**Exercise aim**
Among the lines of the records, please find those that contain the word "Mutex" and copy them.

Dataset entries
━━━━━━━━━━━━━━━━━━━━

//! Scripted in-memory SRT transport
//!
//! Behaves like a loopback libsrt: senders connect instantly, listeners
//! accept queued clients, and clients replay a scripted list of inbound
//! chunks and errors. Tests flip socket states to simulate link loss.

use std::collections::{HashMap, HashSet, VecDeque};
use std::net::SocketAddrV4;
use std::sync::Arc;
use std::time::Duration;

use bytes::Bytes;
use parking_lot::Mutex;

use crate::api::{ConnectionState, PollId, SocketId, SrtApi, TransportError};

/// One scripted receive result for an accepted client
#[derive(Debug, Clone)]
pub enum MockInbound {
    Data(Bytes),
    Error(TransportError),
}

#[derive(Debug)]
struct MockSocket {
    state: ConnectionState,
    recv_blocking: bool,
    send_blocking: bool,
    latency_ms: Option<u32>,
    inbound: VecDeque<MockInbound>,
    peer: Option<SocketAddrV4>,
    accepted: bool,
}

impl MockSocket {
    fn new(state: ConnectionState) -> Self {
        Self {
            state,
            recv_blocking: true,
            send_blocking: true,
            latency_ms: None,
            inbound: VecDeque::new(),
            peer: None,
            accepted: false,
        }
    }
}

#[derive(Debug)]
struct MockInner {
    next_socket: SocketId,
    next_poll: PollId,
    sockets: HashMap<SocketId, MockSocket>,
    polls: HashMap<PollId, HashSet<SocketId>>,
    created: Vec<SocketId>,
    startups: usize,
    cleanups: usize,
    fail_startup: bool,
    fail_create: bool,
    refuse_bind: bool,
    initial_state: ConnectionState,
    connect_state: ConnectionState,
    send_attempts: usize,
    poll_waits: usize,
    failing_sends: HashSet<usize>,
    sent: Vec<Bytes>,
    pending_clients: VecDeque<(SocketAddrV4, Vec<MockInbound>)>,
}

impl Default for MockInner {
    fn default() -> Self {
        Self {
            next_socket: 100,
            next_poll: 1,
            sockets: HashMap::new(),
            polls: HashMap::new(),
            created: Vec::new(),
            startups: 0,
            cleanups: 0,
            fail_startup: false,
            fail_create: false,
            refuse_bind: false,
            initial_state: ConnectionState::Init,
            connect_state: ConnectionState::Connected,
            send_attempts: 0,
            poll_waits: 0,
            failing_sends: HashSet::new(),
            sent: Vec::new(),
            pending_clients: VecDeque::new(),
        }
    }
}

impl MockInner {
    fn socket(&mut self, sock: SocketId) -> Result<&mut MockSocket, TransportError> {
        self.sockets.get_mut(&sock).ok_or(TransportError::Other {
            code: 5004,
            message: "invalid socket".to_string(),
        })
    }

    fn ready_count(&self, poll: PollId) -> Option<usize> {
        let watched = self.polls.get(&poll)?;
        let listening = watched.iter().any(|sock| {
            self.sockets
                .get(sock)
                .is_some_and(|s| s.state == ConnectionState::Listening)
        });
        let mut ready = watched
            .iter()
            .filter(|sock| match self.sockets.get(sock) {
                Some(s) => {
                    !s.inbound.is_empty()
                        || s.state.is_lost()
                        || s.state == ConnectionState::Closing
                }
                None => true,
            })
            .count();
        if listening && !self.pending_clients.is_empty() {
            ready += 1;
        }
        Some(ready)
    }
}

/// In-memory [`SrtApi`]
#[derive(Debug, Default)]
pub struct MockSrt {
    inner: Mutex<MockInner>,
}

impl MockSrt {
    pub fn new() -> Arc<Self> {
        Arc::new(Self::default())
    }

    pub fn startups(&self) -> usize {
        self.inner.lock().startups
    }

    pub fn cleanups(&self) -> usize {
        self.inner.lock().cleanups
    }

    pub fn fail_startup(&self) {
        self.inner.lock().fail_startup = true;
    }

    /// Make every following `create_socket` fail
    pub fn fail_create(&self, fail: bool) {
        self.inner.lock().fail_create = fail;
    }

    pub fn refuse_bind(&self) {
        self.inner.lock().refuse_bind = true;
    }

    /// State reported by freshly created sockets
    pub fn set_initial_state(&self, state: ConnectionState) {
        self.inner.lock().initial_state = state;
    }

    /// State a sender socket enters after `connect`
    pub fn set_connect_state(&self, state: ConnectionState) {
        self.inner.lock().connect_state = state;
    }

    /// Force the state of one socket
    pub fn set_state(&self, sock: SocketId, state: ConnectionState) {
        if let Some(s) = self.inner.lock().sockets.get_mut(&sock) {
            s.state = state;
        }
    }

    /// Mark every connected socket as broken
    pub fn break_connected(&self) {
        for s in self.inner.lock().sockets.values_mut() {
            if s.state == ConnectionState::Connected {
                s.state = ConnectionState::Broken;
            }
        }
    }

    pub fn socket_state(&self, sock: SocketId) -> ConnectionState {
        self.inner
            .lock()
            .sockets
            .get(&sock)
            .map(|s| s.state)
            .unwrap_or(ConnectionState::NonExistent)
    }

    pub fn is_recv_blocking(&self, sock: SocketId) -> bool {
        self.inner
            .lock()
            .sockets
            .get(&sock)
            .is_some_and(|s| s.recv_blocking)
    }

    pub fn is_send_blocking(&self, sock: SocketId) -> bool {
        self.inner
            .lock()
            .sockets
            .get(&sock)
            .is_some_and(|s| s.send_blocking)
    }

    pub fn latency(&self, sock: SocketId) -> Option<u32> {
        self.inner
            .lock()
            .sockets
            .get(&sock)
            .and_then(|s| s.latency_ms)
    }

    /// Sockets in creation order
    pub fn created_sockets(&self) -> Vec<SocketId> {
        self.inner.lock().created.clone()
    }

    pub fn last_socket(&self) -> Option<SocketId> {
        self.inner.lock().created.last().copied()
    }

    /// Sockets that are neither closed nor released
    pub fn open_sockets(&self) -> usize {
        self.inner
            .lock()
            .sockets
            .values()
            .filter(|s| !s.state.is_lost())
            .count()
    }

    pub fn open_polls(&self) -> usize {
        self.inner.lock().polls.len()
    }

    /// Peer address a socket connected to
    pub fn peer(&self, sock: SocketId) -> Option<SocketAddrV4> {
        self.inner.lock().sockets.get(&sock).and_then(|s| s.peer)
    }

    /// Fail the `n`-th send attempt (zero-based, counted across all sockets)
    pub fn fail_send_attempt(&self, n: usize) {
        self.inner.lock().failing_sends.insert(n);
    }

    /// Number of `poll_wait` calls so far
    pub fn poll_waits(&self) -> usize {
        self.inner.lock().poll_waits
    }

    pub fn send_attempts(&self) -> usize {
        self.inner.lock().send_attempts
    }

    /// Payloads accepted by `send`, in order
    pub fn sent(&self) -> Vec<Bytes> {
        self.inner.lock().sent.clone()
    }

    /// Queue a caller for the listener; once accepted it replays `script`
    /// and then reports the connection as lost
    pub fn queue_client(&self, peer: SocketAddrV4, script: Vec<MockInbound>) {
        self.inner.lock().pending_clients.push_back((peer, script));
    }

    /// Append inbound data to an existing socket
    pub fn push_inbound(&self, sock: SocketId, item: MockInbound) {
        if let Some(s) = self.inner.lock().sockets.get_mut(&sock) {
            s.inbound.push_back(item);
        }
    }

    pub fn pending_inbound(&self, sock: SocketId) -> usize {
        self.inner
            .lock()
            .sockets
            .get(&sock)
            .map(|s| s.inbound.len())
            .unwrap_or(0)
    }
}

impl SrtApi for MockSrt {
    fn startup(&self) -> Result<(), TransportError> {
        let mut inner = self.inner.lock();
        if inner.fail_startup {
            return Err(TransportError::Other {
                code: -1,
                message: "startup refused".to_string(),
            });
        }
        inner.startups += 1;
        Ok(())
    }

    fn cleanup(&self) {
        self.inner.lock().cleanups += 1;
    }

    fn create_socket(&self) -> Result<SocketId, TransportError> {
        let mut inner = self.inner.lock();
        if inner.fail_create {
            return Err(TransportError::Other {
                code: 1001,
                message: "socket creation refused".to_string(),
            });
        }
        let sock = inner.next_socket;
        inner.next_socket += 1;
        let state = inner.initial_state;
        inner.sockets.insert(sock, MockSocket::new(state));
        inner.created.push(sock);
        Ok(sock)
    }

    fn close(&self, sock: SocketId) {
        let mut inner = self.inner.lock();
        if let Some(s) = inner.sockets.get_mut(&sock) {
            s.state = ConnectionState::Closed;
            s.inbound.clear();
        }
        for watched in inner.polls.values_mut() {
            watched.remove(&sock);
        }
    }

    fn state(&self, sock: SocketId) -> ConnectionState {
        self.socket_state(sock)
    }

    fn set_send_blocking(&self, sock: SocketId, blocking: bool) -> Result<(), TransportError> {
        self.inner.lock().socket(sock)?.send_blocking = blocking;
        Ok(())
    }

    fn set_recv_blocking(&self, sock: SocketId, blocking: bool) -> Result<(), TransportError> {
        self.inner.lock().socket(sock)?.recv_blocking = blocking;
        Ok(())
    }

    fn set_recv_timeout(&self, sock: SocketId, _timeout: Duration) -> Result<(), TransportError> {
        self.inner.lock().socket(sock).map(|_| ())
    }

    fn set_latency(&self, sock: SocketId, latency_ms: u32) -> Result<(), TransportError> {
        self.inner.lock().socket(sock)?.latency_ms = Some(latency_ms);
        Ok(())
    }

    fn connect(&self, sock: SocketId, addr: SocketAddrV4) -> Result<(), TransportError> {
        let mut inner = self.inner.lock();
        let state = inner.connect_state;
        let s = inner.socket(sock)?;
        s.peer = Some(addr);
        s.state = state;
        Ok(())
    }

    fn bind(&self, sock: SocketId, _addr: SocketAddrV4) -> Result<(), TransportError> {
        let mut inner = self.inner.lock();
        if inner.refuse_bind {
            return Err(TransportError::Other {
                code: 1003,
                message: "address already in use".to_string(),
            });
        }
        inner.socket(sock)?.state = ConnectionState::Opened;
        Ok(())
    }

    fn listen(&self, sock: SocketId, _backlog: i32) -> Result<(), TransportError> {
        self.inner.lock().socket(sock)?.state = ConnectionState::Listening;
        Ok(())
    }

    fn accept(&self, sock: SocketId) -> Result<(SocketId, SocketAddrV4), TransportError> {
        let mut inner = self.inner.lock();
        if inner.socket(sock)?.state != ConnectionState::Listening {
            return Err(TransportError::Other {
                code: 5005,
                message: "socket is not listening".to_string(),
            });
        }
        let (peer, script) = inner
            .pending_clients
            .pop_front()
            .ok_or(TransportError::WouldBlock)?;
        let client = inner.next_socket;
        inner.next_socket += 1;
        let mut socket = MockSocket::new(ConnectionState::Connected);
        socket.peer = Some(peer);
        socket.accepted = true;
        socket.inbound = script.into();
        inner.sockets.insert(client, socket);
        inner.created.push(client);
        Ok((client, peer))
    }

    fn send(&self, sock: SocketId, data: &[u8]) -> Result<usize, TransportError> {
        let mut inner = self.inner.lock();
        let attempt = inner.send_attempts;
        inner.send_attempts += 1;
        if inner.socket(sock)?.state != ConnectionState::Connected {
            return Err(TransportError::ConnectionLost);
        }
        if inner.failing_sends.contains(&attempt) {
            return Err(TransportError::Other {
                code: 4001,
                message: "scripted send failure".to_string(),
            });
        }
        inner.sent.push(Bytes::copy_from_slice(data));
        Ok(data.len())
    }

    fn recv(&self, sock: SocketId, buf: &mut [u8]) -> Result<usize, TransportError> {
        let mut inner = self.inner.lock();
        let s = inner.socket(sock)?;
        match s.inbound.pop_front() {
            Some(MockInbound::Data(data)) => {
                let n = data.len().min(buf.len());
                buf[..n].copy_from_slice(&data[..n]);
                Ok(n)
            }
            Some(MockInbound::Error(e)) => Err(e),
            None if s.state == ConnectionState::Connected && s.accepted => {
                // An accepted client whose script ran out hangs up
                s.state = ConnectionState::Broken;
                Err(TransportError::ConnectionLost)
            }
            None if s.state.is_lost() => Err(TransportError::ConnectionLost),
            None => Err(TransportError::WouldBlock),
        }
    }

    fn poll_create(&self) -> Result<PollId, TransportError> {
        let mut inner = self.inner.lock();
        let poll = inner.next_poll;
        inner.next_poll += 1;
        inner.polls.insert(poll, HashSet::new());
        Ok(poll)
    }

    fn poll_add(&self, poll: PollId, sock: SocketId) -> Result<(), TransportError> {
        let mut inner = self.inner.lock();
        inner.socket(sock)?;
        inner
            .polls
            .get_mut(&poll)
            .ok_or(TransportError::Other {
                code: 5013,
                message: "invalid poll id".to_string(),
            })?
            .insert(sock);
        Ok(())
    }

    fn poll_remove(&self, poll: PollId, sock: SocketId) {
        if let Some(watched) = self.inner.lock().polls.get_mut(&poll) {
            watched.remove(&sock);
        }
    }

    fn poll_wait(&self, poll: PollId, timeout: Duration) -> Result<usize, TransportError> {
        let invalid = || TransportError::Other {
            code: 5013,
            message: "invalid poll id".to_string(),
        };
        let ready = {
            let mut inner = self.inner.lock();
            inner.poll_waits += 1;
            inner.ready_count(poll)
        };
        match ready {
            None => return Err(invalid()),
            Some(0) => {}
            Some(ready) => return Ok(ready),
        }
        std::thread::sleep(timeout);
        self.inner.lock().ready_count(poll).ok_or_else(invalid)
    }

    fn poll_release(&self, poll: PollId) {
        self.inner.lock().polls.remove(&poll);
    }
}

━━━━━━━━━━━━━━━━━━━━

**Task answer**
use parking_lot::Mutex;
    inner: Mutex<MockInner>,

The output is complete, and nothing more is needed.